Consolidated revenues for the three months ended July 31, 2011 increased by 31% compared to revenues for the same period of fiscal year 2011, and was generated primarily from satellite payload programs as a result of recent contract bookings in the FEI-NY segment. In the fiscal year 2012 period, revenues from commercial and U.S. Government satellite programs accounted for approximately 40% of consolidated revenues compared to approximately 30% for the same period of fiscal year 2011. Revenues on these contracts are recognized primarily under the percentage of completion method. Increased network infrastructure revenues generated by the FEI-Zyfer segment were partially offset by declines in that business area in the Gillam-FEI segment. Network infrastructure revenues were less than 30% of consolidated revenues for the three months ended July 31, 2011 compared to approximately 30% for the same period of fiscal year 2011. In the fiscal year 2012 quarter, revenues from the U.S. Government/DOD business area, which are recorded in the FEI-NY and FEI-Zyfer segments, were approximately the same dollar amount as the same period of fiscal year 2011, accounting for approximately 20% and 25%, respectively, of consolidated revenues.
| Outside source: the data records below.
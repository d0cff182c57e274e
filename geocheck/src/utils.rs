//! Tolerance-aware geometric primitives shared by the checks.
//!
//! All functions here are pure over their geometry inputs. Degenerate inputs (empty geometries,
//! out-of-range part/ring indices) produce empty/degenerate results instead of errors; it is the
//! caller's job to bounds-check before requesting fixes on stale indices.

use geocheck_types::point::distance_sq;
use geocheck_types::{Contour, Geom, Point2d, Polygon, Segment, VertexId};

use crate::geom_engine::GeomEngine;

/// Whether two points are equal up to the given tolerance.
///
/// The comparison is strict: points exactly `tol` apart are not equal.
pub fn points_fuzzy_equal(p1: &Point2d, p2: &Point2d, tol: f64) -> bool {
    distance_sq(p1, p2) < tol * tol
}

/// Number of distinct points of a ring/line, excluding the duplicated closing vertex of closed
/// rings, together with whether the ring is closed.
///
/// An empty geometry reports `(0, true)`.
pub fn poly_line_size(geom: &Geom, part: usize, ring: usize) -> (usize, bool) {
    let n_verts = geom.vertex_count(part, ring);
    if geom.is_empty() || n_verts == 0 {
        return (0, true);
    }
    let front = geom.vertex_at(VertexId::new(part, ring, 0));
    let back = geom.vertex_at(VertexId::new(part, ring, n_verts - 1));
    let closed = front.is_some() && front == back && n_verts > 1;
    if closed {
        (n_verts - 1, true)
    } else {
        (n_verts, false)
    }
}

/// Whether a vertex can be removed from the ring/line without degenerating it: closed rings need
/// more than 4 vertices (closing vertex included), open lines more than 2.
pub fn can_delete_vertex(geom: &Geom, part: usize, ring: usize) -> bool {
    let n_verts = geom.vertex_count(part, ring);
    if n_verts == 0 {
        return false;
    }
    let front = geom.vertex_at(VertexId::new(part, ring, 0));
    let back = geom.vertex_at(VertexId::new(part, ring, n_verts - 1));
    let closed = front.is_some() && front == back && n_verts > 1;
    if closed {
        n_verts > 4
    } else {
        n_verts > 2
    }
}

/// Whether the point lies on the line within the tolerance.
///
/// With `exclude_extremities` set, matches at the line's own start or end vertex do not count.
pub fn point_on_line(point: &Point2d, line: &Contour, tol: f64, exclude_extremities: bool) -> bool {
    let on_line = line
        .iter_segments()
        .any(|segment| segment.distance_to_point_sq(point) < tol * tol);
    if !on_line {
        return false;
    }
    if exclude_extremities && !line.is_closed() {
        let at_start = line
            .points()
            .first()
            .map(|p| points_fuzzy_equal(point, p, tol))
            .unwrap_or(false);
        let at_end = line
            .points()
            .last()
            .map(|p| points_fuzzy_equal(point, p, tol))
            .unwrap_or(false);
        if at_start || at_end {
            return false;
        }
    }
    true
}

/// All intersection points between two lines, deduplicated within the tolerance.
pub fn line_intersections(line1: &Contour, line2: &Contour, tol: f64) -> Vec<Point2d> {
    let mut intersections: Vec<Point2d> = vec![];
    for segment1 in line1.iter_segments() {
        for segment2 in line2.iter_segments() {
            if let Some(point) = segment1.intersection(&segment2, tol) {
                if !intersections
                    .iter()
                    .any(|known| points_fuzzy_equal(known, &point, tol))
                {
                    intersections.push(point);
                }
            }
        }
    }
    intersections
}

fn all_rings(geom: &Geom) -> Vec<&Contour> {
    let mut rings = vec![];
    for part in 0..geom.num_parts() {
        for ring in 0..geom.num_rings(part) {
            if let Some(contour) = geom.ring(part, ring) {
                rings.push(contour);
            }
        }
    }
    rings
}

/// Length of the overlap of `segment`'s projection onto `onto`, when the two segments are
/// parallel and within `tol` of each other.
fn shared_segment_length(onto: &Segment, segment: &Segment, tol: f64) -> f64 {
    let d1 = onto.1 - onto.0;
    let len1 = d1.norm();
    if len1 == 0.0 {
        return 0.0;
    }
    let dir = d1 / len1;

    // both endpoints must lie within the tolerance band around `onto`'s carrier line
    for endpoint in [segment.0, segment.1] {
        let dp = endpoint - onto.0;
        let off_line = (dp.x * dir.y - dp.y * dir.x).abs();
        if off_line >= tol {
            return 0.0;
        }
    }

    let t1 = ((segment.0 - onto.0).dot(&dir)).clamp(0.0, len1);
    let t2 = ((segment.1 - onto.0).dot(&dir)).clamp(0.0, len1);
    (t2 - t1).abs()
}

/// Total length of boundary segments the two geometries share within the tolerance.
pub fn shared_edge_length(geom1: &Geom, geom2: &Geom, tol: f64) -> f64 {
    let mut length = 0.0;
    for ring1 in all_rings(geom1) {
        for ring2 in all_rings(geom2) {
            for segment1 in ring1.iter_segments() {
                for segment2 in ring2.iter_segments() {
                    length += shared_segment_length(&segment1, &segment2, tol);
                }
            }
        }
    }
    length
}

/// The sub-geometry at the given part index, or `None` if the index is out of range.
pub fn get_geom_part(geom: &Geom, part: usize) -> Option<Geom> {
    geom.part(part)
}

/// Rings of a polygon: the exterior ring first, then all hole rings.
pub fn polygon_rings(polygon: &Polygon) -> Vec<&Contour> {
    polygon.rings().collect()
}

/// Constructs a geometry engine bound to the geometry and a snapping tolerance.
pub fn create_geom_engine(geom: &Geom, tolerance: f64) -> GeomEngine {
    GeomEngine::new(geom, tolerance)
}
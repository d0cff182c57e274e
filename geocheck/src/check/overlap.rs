//! Check reporting pairwise overlaps between polygon features.

use geo::Centroid;
use geocheck_types::{Geom, GeometryType, Point2d};

use crate::changes::Changes;
use crate::check::{
    map_rect_to_layer, replace_feature_geometry, scope_ids, to_layer_geom, validate_method,
    CheckConfiguration, CheckError, CheckType, GeometryCheck, MergeAttributeIndices,
};
use crate::check::delete_feature;
use crate::context::CheckContext;
use crate::error::GeocheckError;
use crate::feedback::Feedback;
use crate::geom_engine::GeomEngine;
use crate::layer_features::{LayerFeature, LayerFeatureIds, LayerFeatures};
use crate::pool::FeaturePools;

fn centroid(geom: &Geom) -> Option<Point2d> {
    let converted: geo_types::Geometry<f64> = geom.into();
    converted
        .centroid()
        .map(|point| Point2d::new(point.x(), point.y()))
}

/// Reports regions where two polygon features overlap, comparing features across all polygon
/// layers in the map reference system.
///
/// With a positive `maxOverlapArea` only overlaps smaller than that area (in map units) are
/// reported; those are the unintentional slivers, while larger overlaps are assumed deliberate.
/// With the default of 0 every overlap is an error.
pub struct OverlapCheck {
    context: CheckContext,
    max_overlap_area: f64,
}

impl OverlapCheck {
    /// Registry id of the check.
    pub const ID: &'static str = "OverlapCheck";

    /// Configuration key for the area above which overlaps are ignored.
    pub const CONFIG_MAX_OVERLAP_AREA: &'static str = "maxOverlapArea";

    /// Resolution method removing the overlap region from the reported feature.
    pub const RESOLUTION_SUBTRACT: usize = 0;
    /// Resolution method keeping both features as they are.
    pub const RESOLUTION_NO_CHANGE: usize = 1;

    const COMPATIBLE: &'static [GeometryType] = &[GeometryType::Polygon];
    const METHODS: &'static [&'static str] = &["Subtract overlap from feature", "No change"];

    /// Creates the check with the configured area limit.
    pub fn new(context: &CheckContext, configuration: &CheckConfiguration) -> Self {
        Self {
            context: context.clone(),
            max_overlap_area: configuration.get_f64(Self::CONFIG_MAX_OVERLAP_AREA, 0.0),
        }
    }

    fn is_reported(&self, area: f64) -> bool {
        area > 0.0 && (self.max_overlap_area <= 0.0 || area < self.max_overlap_area)
    }

    /// The other feature of the pair, with its geometry in the map system.
    fn other_feature(
        &self,
        pools: &FeaturePools,
        layer_id: &str,
        id: crate::feature::FeatureId,
    ) -> Option<LayerFeature> {
        let pool = pools.get(layer_id)?;
        let feature = pool.get_feature(id)?;
        Some(LayerFeature::new(pool.as_ref(), feature, &self.context, true))
    }
}

impl GeometryCheck for OverlapCheck {
    fn id(&self) -> &'static str {
        Self::ID
    }

    fn description(&self) -> &'static str {
        "Overlap"
    }

    fn check_type(&self) -> CheckType {
        CheckType::Layer
    }

    fn compatible_geometry_types(&self) -> &'static [GeometryType] {
        Self::COMPATIBLE
    }

    fn resolution_methods(&self) -> &'static [&'static str] {
        Self::METHODS
    }

    fn collect_errors(
        &self,
        pools: &FeaturePools,
        errors: &mut Vec<CheckError>,
        messages: &mut Vec<String>,
        feedback: &Feedback,
        ids: Option<&LayerFeatureIds>,
    ) {
        let tol = self.context.tolerance();
        let scope = scope_ids(pools, ids, Self::COMPATIBLE);
        let mut features = LayerFeatures::from_ids(
            pools,
            scope,
            Self::COMPATIBLE.to_vec(),
            &self.context,
            feedback,
            true,
        );
        while let Some(layer_feature) = features.next() {
            let Some(extent) = layer_feature.geometry().bounding_rect() else {
                continue;
            };
            let extent = extent.buffered(tol);
            let engine = GeomEngine::new(layer_feature.geometry(), tol);

            for other_layer_id in pools.layer_ids_with_types(Self::COMPATIBLE) {
                let Some(other_pool) = pools.get(&other_layer_id) else {
                    continue;
                };
                let search = map_rect_to_layer(other_pool.as_ref(), &extent);
                for other_id in other_pool.ids_in_extent(&search) {
                    // each pair is looked at once, from its smaller member
                    if (other_layer_id.as_str(), other_id)
                        <= (layer_feature.layer_id(), layer_feature.feature().id())
                    {
                        continue;
                    }
                    let Some(other) = self.other_feature(pools, &other_layer_id, other_id) else {
                        continue;
                    };
                    if !engine.intersects(other.geometry()) {
                        continue;
                    }
                    let Some(overlap) = engine.intersection(other.geometry()) else {
                        continue;
                    };
                    for part in 0..overlap.num_parts() {
                        let Some(region) = overlap.part(part) else {
                            continue;
                        };
                        let area = GeomEngine::new(&region, tol).area();
                        if !self.is_reported(area) {
                            continue;
                        }
                        let Some(location) = centroid(&region) else {
                            continue;
                        };
                        errors.push(
                            CheckError::new(Self::ID, &layer_feature, location)
                                .with_geometry(region)
                                .with_value(area)
                                .with_other_feature(other_layer_id.clone(), other_id),
                        );
                    }
                }
            }
        }
        if features.skipped() > 0 {
            messages.push(format!(
                "Overlap check: skipped {} features with incompatible geometry types",
                features.skipped()
            ));
        }
    }

    fn fix_error(
        &self,
        pools: &FeaturePools,
        error: &mut CheckError,
        method: usize,
        _merge_attribute_indices: &MergeAttributeIndices,
        changes: &mut Changes,
    ) -> Result<(), GeocheckError> {
        validate_method(self, method)?;
        if !error.is_pending() {
            return Ok(());
        }
        if method == Self::RESOLUTION_NO_CHANGE {
            error.set_fixed(Self::METHODS[method]);
            return Ok(());
        }

        let Some(pool) = pools.get(error.layer_id()) else {
            error.set_obsolete("the layer is no longer available");
            return Ok(());
        };
        let Some(feature) = pool.get_feature(error.feature_id()) else {
            error.set_obsolete("the feature no longer exists");
            return Ok(());
        };
        let Some((other_layer_id, other_id)) = error.other_feature() else {
            error.set_obsolete("the neighboring feature is not known");
            return Ok(());
        };
        let other_layer_id = other_layer_id.to_string();
        let Some(other) = self.other_feature(pools, &other_layer_id, other_id) else {
            error.set_obsolete("the neighboring feature no longer exists");
            return Ok(());
        };

        let layer_feature = LayerFeature::new(pool.as_ref(), feature, &self.context, true);
        let engine = GeomEngine::new(layer_feature.geometry(), self.context.tolerance());
        let overlap_area = error.value().unwrap_or(0.0);

        // the overlap must still be there, with the area recorded at detection time
        let still_matches = engine
            .intersection(other.geometry())
            .map(|overlap| {
                (0..overlap.num_parts()).any(|part| {
                    overlap
                        .part(part)
                        .map(|region| {
                            let area = GeomEngine::new(&region, self.context.tolerance()).area();
                            (area - overlap_area).abs() < self.context.reduced_tolerance()
                        })
                        .unwrap_or(false)
                })
            })
            .unwrap_or(false);
        if !still_matches {
            error.set_obsolete("the features no longer overlap this way");
            return Ok(());
        }

        let layer_id = error.layer_id().to_string();
        let mut feature = layer_feature.feature().clone();
        match engine.difference(other.geometry()) {
            Some(remainder) => {
                let remainder = to_layer_geom(pool.as_ref(), &remainder);
                if !replace_feature_geometry(pools, &layer_id, &mut feature, remainder, changes) {
                    error.set_obsolete("the feature no longer exists");
                    return Ok(());
                }
            }
            None => {
                // the feature is entirely inside the other one
                if !delete_feature(pools, &layer_id, &feature, changes) {
                    error.set_obsolete("the feature no longer exists");
                    return Ok(());
                }
            }
        }
        error.set_fixed(Self::METHODS[method]);
        Ok(())
    }
}
//! Geometry sum type with uniform part/ring/vertex addressing.

use serde::{Deserialize, Serialize};

use crate::contour::Contour;
use crate::point::Point2d;
use crate::polygon::Polygon;
use crate::projection::Projection;
use crate::rect::Rect;

/// Classes of vector geometries a layer can hold.
#[derive(Debug, Copy, Clone, PartialEq, Eq, Hash, Serialize, Deserialize)]
pub enum GeometryType {
    /// Point and multi-point geometries.
    Point,
    /// Line and multi-line geometries.
    Line,
    /// Polygon and multi-polygon geometries.
    Polygon,
}

/// Address of a single vertex inside a geometry.
///
/// For closed rings the addressing follows the classic GIS convention of the closing vertex being
/// duplicated: a triangle ring has 4 addressable vertices, the last one equal to the first.
#[derive(Debug, Copy, Clone, PartialEq, Eq, Hash, Serialize, Deserialize)]
pub struct VertexId {
    /// Part index within a multi-geometry; 0 for single geometries.
    pub part: usize,
    /// Ring index within the part; 0 is the outer ring of a polygon or the line itself.
    pub ring: usize,
    /// Vertex index within the ring.
    pub vertex: usize,
}

impl VertexId {
    /// Creates a new vertex address.
    pub fn new(part: usize, ring: usize, vertex: usize) -> Self {
        Self { part, ring, vertex }
    }
}

/// A 2d vector geometry.
#[derive(Debug, Clone, PartialEq, Serialize, Deserialize)]
pub enum Geom {
    /// Single point.
    Point(Point2d),
    /// Multiple points.
    MultiPoint(Vec<Point2d>),
    /// Single polyline.
    Line(Contour),
    /// Multiple polylines.
    MultiLine(Vec<Contour>),
    /// Single polygon.
    Polygon(Polygon),
    /// Multiple polygons.
    MultiPolygon(Vec<Polygon>),
}

impl Geom {
    /// The geometry class of this value.
    pub fn geometry_type(&self) -> GeometryType {
        match self {
            Geom::Point(_) | Geom::MultiPoint(_) => GeometryType::Point,
            Geom::Line(_) | Geom::MultiLine(_) => GeometryType::Line,
            Geom::Polygon(_) | Geom::MultiPolygon(_) => GeometryType::Polygon,
        }
    }

    /// Whether the geometry contains no points at all.
    pub fn is_empty(&self) -> bool {
        match self {
            Geom::Point(_) => false,
            Geom::MultiPoint(points) => points.is_empty(),
            Geom::Line(contour) => contour.points().is_empty(),
            Geom::MultiLine(contours) => contours.iter().all(|c| c.points().is_empty()),
            Geom::Polygon(polygon) => polygon.outer_contour().points().is_empty(),
            Geom::MultiPolygon(polygons) => {
                polygons.iter().all(|p| p.outer_contour().points().is_empty())
            }
        }
    }

    /// Number of parts of the geometry.
    pub fn num_parts(&self) -> usize {
        match self {
            Geom::Point(_) | Geom::Line(_) | Geom::Polygon(_) => 1,
            Geom::MultiPoint(points) => points.len(),
            Geom::MultiLine(contours) => contours.len(),
            Geom::MultiPolygon(polygons) => polygons.len(),
        }
    }

    /// The sub-geometry at the given part index, or `None` if the index is out of range.
    pub fn part(&self, index: usize) -> Option<Geom> {
        match self {
            Geom::Point(_) | Geom::Line(_) | Geom::Polygon(_) => {
                (index == 0).then(|| self.clone())
            }
            Geom::MultiPoint(points) => points.get(index).map(|p| Geom::Point(*p)),
            Geom::MultiLine(contours) => contours.get(index).map(|c| Geom::Line(c.clone())),
            Geom::MultiPolygon(polygons) => {
                polygons.get(index).map(|p| Geom::Polygon(p.clone()))
            }
        }
    }

    /// Number of rings of the given part. Lines have one ring (the line itself), points have none.
    pub fn num_rings(&self, part: usize) -> usize {
        match self {
            Geom::Point(_) | Geom::MultiPoint(_) => 0,
            Geom::Line(_) => usize::from(part == 0),
            Geom::MultiLine(contours) => usize::from(part < contours.len()),
            Geom::Polygon(polygon) => {
                if part == 0 {
                    1 + polygon.inner_contours().len()
                } else {
                    0
                }
            }
            Geom::MultiPolygon(polygons) => polygons
                .get(part)
                .map(|p| 1 + p.inner_contours().len())
                .unwrap_or(0),
        }
    }

    /// The contour making up the given ring of the given part.
    pub fn ring(&self, part: usize, ring: usize) -> Option<&Contour> {
        match self {
            Geom::Point(_) | Geom::MultiPoint(_) => None,
            Geom::Line(contour) => (part == 0 && ring == 0).then_some(contour),
            Geom::MultiLine(contours) => (ring == 0).then(|| contours.get(part)).flatten(),
            Geom::Polygon(polygon) => (part == 0).then(|| polygon.rings().nth(ring)).flatten(),
            Geom::MultiPolygon(polygons) => {
                polygons.get(part).and_then(|p| p.rings().nth(ring))
            }
        }
    }

    fn ring_mut(&mut self, part: usize, ring: usize) -> Option<&mut Contour> {
        match self {
            Geom::Point(_) | Geom::MultiPoint(_) => None,
            Geom::Line(contour) => (part == 0 && ring == 0).then_some(contour),
            Geom::MultiLine(contours) => (ring == 0).then(|| contours.get_mut(part)).flatten(),
            Geom::Polygon(polygon) => (part == 0).then(|| polygon.ring_mut(ring)).flatten(),
            Geom::MultiPolygon(polygons) => {
                polygons.get_mut(part).and_then(|p| p.ring_mut(ring))
            }
        }
    }

    /// Number of addressable vertices of the given ring, the duplicated closing vertex of closed
    /// rings included. Returns 0 for out-of-range indices.
    pub fn vertex_count(&self, part: usize, ring: usize) -> usize {
        if let (Geom::Point(_), 0, 0) = (self, part, ring) {
            return 1;
        }
        if let (Geom::MultiPoint(points), 0) = (self, ring) {
            return usize::from(part < points.len());
        }
        match self.ring(part, ring) {
            Some(contour) if contour.is_closed() && !contour.points().is_empty() => {
                contour.points().len() + 1
            }
            Some(contour) => contour.points().len(),
            None => 0,
        }
    }

    /// The vertex at the given address, or `None` if the address is out of range.
    pub fn vertex_at(&self, vidx: VertexId) -> Option<Point2d> {
        match self {
            Geom::Point(point) => {
                (vidx.part == 0 && vidx.ring == 0 && vidx.vertex == 0).then_some(*point)
            }
            Geom::MultiPoint(points) => {
                (vidx.ring == 0 && vidx.vertex == 0).then(|| points.get(vidx.part).copied())?
            }
            _ => {
                let contour = self.ring(vidx.part, vidx.ring)?;
                let stored = contour.points().len();
                if contour.is_closed() && vidx.vertex == stored && stored > 0 {
                    contour.points().first().copied()
                } else {
                    contour.points().get(vidx.vertex).copied()
                }
            }
        }
    }

    /// Moves the vertex at the given address. Returns false if the address is out of range.
    /// Moving the closing vertex of a closed ring moves its first vertex.
    pub fn move_vertex(&mut self, vidx: VertexId, new_pos: Point2d) -> bool {
        match self {
            Geom::Point(point) => {
                if vidx.part == 0 && vidx.ring == 0 && vidx.vertex == 0 {
                    *point = new_pos;
                    return true;
                }
                false
            }
            Geom::MultiPoint(points) => {
                if vidx.ring == 0 && vidx.vertex == 0 {
                    if let Some(point) = points.get_mut(vidx.part) {
                        *point = new_pos;
                        return true;
                    }
                }
                false
            }
            _ => {
                let Some(contour) = self.ring_mut(vidx.part, vidx.ring) else {
                    return false;
                };
                let stored = contour.points().len();
                let index = if contour.is_closed() && stored > 0 {
                    vidx.vertex % stored
                } else {
                    vidx.vertex
                };
                if let Some(point) = contour.points_mut().get_mut(index) {
                    *point = new_pos;
                    true
                } else {
                    false
                }
            }
        }
    }

    /// Deletes the vertex at the given address. Returns false if the address is out of range.
    /// Callers are expected to verify the ring stays valid beforehand.
    pub fn delete_vertex(&mut self, vidx: VertexId) -> bool {
        let Some(contour) = self.ring_mut(vidx.part, vidx.ring) else {
            return false;
        };
        let stored = contour.points().len();
        let index = if contour.is_closed() && stored > 0 {
            vidx.vertex % stored
        } else {
            vidx.vertex
        };
        if index >= stored {
            return false;
        }
        contour.points_mut().remove(index);
        true
    }

    /// Removes a hole ring from a polygon part. The outer ring (index 0) cannot be removed.
    pub fn remove_ring(&mut self, part: usize, ring: usize) -> bool {
        match self {
            Geom::Polygon(polygon) if part == 0 => polygon.remove_ring(ring).is_some(),
            Geom::MultiPolygon(polygons) => polygons
                .get_mut(part)
                .map(|p| p.remove_ring(ring).is_some())
                .unwrap_or(false),
            _ => false,
        }
    }

    /// Removes a whole part from a multi-geometry. Returns false for single geometries and
    /// out-of-range indices.
    pub fn remove_part(&mut self, part: usize) -> bool {
        match self {
            Geom::MultiPoint(points) if part < points.len() => {
                points.remove(part);
                true
            }
            Geom::MultiLine(contours) if part < contours.len() => {
                contours.remove(part);
                true
            }
            Geom::MultiPolygon(polygons) if part < polygons.len() => {
                polygons.remove(part);
                true
            }
            _ => false,
        }
    }

    /// Appends a part to the geometry, promoting single geometries to multi-geometries. Fails when
    /// the geometry classes do not match.
    pub fn add_part(&mut self, part: Geom) -> bool {
        match (&mut *self, part) {
            (Geom::Point(point), Geom::Point(other)) => {
                let first = *point;
                *self = Geom::MultiPoint(vec![first, other]);
                true
            }
            (Geom::MultiPoint(points), Geom::Point(other)) => {
                points.push(other);
                true
            }
            (Geom::Line(contour), Geom::Line(other)) => {
                let first = std::mem::take(contour);
                *self = Geom::MultiLine(vec![first, other]);
                true
            }
            (Geom::MultiLine(contours), Geom::Line(other)) => {
                contours.push(other);
                true
            }
            (Geom::Polygon(polygon), Geom::Polygon(other)) => {
                let first = std::mem::take(polygon);
                *self = Geom::MultiPolygon(vec![first, other]);
                true
            }
            (Geom::MultiPolygon(polygons), Geom::Polygon(other)) => {
                polygons.push(other);
                true
            }
            _ => false,
        }
    }

    /// Bounding rectangle of the geometry, or `None` for empty geometries.
    pub fn bounding_rect(&self) -> Option<Rect> {
        match self {
            Geom::Point(point) => Some(Rect::from_point(point)),
            Geom::MultiPoint(points) => Rect::from_points(points.iter()),
            Geom::Line(contour) => contour.bounding_rect(),
            Geom::MultiLine(contours) => contours
                .iter()
                .filter_map(|c| c.bounding_rect())
                .reduce(|a, b| a.merge(b)),
            Geom::Polygon(polygon) => polygon.bounding_rect(),
            Geom::MultiPolygon(polygons) => polygons
                .iter()
                .filter_map(|p| p.bounding_rect())
                .reduce(|a, b| a.merge(b)),
        }
    }

    /// Projects every point of the geometry with the given projection.
    pub fn project<Proj: Projection + ?Sized>(&self, projection: &Proj) -> Option<Geom> {
        let project_polygon = |polygon: &Polygon| -> Option<Polygon> {
            let outer = polygon.outer_contour().project_points(projection)?;
            let inner = polygon
                .inner_contours()
                .iter()
                .map(|c| c.project_points(projection))
                .collect::<Option<Vec<_>>>()?;
            Some(Polygon::new(outer, inner))
        };

        match self {
            Geom::Point(point) => Some(Geom::Point(projection.project(point)?)),
            Geom::MultiPoint(points) => Some(Geom::MultiPoint(
                points
                    .iter()
                    .map(|p| projection.project(p))
                    .collect::<Option<Vec<_>>>()?,
            )),
            Geom::Line(contour) => Some(Geom::Line(contour.project_points(projection)?)),
            Geom::MultiLine(contours) => Some(Geom::MultiLine(
                contours
                    .iter()
                    .map(|c| c.project_points(projection))
                    .collect::<Option<Vec<_>>>()?,
            )),
            Geom::Polygon(polygon) => Some(Geom::Polygon(project_polygon(polygon)?)),
            Geom::MultiPolygon(polygons) => Some(Geom::MultiPolygon(
                polygons
                    .iter()
                    .map(project_polygon)
                    .collect::<Option<Vec<_>>>()?,
            )),
        }
    }
}

impl From<Point2d> for Geom {
    fn from(value: Point2d) -> Self {
        Geom::Point(value)
    }
}

impl From<Contour> for Geom {
    fn from(value: Contour) -> Self {
        Geom::Line(value)
    }
}

impl From<Polygon> for Geom {
    fn from(value: Polygon) -> Self {
        Geom::Polygon(value)
    }
}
Based on the Company's current backlog, over two-thirds of which represent satellite payload business, potential for additional new orders, as well as the Company's acquisition of FEI-Elcom in late fiscal year 2012, revenues for fiscal year 2013 are expected to grow. Satellite payload revenues will remain the dominant portion of the Company's business but revenues from the other major business areas, U.S. Government/DOD non-space and network infrastructure, are also expected to increase over fiscal year 2012 levels.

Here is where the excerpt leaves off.